--- Records for processing Enclosed Below ---

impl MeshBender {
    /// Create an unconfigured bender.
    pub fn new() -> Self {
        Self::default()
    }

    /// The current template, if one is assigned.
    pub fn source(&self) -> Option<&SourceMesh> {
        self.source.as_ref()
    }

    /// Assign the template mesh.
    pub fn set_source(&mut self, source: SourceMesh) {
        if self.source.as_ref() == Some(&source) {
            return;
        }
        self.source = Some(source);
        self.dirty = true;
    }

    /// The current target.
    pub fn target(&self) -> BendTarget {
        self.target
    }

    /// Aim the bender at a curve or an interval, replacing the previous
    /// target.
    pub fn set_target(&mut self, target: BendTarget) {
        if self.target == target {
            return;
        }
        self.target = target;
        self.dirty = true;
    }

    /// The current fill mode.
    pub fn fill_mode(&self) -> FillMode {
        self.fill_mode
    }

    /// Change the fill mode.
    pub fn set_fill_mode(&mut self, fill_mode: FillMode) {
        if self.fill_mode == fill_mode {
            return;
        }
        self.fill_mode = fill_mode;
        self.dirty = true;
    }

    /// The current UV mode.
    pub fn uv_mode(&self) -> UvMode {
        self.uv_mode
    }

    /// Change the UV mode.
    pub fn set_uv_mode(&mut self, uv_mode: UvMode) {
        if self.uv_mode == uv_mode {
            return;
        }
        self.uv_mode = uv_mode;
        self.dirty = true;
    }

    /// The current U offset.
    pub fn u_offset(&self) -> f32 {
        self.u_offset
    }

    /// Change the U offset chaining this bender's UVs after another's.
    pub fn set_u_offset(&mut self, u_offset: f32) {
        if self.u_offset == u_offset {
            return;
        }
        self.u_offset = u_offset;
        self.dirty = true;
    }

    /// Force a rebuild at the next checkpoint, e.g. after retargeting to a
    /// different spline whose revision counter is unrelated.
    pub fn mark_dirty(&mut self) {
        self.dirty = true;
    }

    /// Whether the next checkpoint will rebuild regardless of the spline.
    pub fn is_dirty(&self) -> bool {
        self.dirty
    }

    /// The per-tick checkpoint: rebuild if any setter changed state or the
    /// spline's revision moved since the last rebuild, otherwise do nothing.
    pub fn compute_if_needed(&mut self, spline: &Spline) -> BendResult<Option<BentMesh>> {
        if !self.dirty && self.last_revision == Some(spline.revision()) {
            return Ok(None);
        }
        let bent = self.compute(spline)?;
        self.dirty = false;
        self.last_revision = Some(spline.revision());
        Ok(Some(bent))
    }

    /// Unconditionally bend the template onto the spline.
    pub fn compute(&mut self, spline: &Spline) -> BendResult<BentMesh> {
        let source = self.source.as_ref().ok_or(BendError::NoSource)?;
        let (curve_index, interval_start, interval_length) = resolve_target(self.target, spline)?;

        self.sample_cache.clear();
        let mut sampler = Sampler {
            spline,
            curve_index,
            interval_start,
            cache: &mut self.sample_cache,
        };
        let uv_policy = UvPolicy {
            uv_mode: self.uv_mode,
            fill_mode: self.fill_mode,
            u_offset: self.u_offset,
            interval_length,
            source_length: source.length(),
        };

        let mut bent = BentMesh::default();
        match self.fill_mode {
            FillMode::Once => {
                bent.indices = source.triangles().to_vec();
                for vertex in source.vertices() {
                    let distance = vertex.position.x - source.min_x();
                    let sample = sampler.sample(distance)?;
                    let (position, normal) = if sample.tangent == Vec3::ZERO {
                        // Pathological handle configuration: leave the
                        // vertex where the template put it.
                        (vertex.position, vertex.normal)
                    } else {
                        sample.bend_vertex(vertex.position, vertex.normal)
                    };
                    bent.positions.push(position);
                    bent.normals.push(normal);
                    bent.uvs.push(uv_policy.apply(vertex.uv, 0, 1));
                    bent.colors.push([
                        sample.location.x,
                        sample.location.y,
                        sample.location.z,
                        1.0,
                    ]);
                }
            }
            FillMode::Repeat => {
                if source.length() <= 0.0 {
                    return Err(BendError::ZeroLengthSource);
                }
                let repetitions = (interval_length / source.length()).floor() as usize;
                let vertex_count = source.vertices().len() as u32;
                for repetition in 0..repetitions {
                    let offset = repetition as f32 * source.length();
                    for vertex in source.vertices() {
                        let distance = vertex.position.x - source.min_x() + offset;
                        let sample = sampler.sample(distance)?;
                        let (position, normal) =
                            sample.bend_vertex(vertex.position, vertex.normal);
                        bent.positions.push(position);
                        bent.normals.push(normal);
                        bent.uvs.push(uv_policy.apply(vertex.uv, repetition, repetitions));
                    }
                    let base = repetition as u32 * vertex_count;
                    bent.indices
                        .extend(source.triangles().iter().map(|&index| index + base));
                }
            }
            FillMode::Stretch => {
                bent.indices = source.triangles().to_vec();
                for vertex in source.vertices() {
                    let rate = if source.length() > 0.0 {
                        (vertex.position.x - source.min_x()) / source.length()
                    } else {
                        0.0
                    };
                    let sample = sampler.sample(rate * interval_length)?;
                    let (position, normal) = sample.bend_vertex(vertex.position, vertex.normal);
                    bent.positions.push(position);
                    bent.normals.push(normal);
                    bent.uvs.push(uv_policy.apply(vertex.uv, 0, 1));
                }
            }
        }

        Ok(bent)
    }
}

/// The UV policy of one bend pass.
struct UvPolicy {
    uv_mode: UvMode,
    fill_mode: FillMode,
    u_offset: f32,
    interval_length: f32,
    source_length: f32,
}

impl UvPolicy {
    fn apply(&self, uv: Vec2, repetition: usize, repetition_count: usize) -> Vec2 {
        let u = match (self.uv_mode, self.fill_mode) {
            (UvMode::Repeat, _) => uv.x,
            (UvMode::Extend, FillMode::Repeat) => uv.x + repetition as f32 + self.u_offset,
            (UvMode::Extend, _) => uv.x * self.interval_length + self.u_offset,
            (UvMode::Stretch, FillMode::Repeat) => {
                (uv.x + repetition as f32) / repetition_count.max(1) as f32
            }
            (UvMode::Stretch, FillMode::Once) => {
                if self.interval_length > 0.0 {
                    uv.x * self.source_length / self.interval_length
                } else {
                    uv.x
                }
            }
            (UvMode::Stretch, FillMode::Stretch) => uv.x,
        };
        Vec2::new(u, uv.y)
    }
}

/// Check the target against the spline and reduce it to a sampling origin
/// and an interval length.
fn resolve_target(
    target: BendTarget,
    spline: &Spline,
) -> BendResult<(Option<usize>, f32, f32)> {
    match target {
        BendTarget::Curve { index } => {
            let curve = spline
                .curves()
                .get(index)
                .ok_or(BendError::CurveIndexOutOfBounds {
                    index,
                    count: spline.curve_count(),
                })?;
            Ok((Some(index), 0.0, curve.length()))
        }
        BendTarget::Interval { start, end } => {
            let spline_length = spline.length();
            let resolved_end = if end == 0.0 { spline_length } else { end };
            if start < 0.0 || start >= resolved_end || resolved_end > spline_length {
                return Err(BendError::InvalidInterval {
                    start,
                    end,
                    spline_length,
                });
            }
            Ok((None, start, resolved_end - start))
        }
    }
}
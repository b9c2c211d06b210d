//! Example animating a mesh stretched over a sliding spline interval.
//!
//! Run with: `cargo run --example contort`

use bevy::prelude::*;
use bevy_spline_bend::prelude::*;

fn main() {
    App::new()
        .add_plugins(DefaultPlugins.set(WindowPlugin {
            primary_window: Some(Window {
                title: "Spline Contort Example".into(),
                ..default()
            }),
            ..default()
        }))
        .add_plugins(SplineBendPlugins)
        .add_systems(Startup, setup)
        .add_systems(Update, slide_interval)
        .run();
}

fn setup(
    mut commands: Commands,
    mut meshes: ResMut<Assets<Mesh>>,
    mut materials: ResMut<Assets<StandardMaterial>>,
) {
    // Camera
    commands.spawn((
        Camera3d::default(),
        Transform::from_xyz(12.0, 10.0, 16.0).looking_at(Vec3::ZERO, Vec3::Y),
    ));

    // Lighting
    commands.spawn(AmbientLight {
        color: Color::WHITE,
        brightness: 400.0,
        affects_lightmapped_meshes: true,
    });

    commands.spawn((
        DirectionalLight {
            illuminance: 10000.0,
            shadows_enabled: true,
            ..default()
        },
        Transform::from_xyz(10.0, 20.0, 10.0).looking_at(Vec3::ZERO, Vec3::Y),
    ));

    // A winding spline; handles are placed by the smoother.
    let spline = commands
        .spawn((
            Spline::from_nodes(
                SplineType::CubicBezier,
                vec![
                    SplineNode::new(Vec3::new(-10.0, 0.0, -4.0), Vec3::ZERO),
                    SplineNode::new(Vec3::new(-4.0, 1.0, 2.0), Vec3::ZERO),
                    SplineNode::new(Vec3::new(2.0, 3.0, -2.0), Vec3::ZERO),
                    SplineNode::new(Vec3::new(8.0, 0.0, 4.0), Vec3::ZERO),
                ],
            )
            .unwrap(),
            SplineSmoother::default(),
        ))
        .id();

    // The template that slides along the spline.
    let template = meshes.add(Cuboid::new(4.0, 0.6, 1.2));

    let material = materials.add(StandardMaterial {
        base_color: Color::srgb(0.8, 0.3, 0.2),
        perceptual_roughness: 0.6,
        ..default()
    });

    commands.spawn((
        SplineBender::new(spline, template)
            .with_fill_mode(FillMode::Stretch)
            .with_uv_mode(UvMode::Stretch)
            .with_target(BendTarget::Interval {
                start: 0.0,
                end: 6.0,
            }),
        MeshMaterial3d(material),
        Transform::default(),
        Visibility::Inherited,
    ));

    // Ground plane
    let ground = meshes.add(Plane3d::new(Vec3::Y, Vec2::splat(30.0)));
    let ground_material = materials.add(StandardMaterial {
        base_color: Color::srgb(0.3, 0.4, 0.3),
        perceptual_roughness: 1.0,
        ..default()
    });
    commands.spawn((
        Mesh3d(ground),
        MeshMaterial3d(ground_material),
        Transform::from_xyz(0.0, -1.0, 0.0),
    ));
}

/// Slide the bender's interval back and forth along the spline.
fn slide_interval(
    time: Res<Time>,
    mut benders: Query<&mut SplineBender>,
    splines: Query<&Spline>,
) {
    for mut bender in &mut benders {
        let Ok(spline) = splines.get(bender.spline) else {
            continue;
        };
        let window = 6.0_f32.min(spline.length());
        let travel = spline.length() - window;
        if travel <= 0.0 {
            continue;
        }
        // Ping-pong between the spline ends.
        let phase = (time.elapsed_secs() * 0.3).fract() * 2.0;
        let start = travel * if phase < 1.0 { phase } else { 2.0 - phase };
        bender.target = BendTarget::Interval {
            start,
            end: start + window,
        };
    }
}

--- End of Enclosed Records for processing ---

Send back the lines of the records word for word, from the very first through the line containing "self.fill_mode = fill_mode;".

impl MeshBender {
    /// Create an unconfigured bender.
    pub fn new() -> Self {
        Self::default()
    }

    /// The current template, if one is assigned.
    pub fn source(&self) -> Option<&SourceMesh> {
        self.source.as_ref()
    }

    /// Assign the template mesh.
    pub fn set_source(&mut self, source: SourceMesh) {
        if self.source.as_ref() == Some(&source) {
            return;
        }
        self.source = Some(source);
        self.dirty = true;
    }

    /// The current target.
    pub fn target(&self) -> BendTarget {
        self.target
    }

    /// Aim the bender at a curve or an interval, replacing the previous
    /// target.
    pub fn set_target(&mut self, target: BendTarget) {
        if self.target == target {
            return;
        }
        self.target = target;
        self.dirty = true;
    }

    /// The current fill mode.
    pub fn fill_mode(&self) -> FillMode {
        self.fill_mode
    }

    /// Change the fill mode.
    pub fn set_fill_mode(&mut self, fill_mode: FillMode) {
        if self.fill_mode == fill_mode {
            return;
        }
        self.fill_mode = fill_mode;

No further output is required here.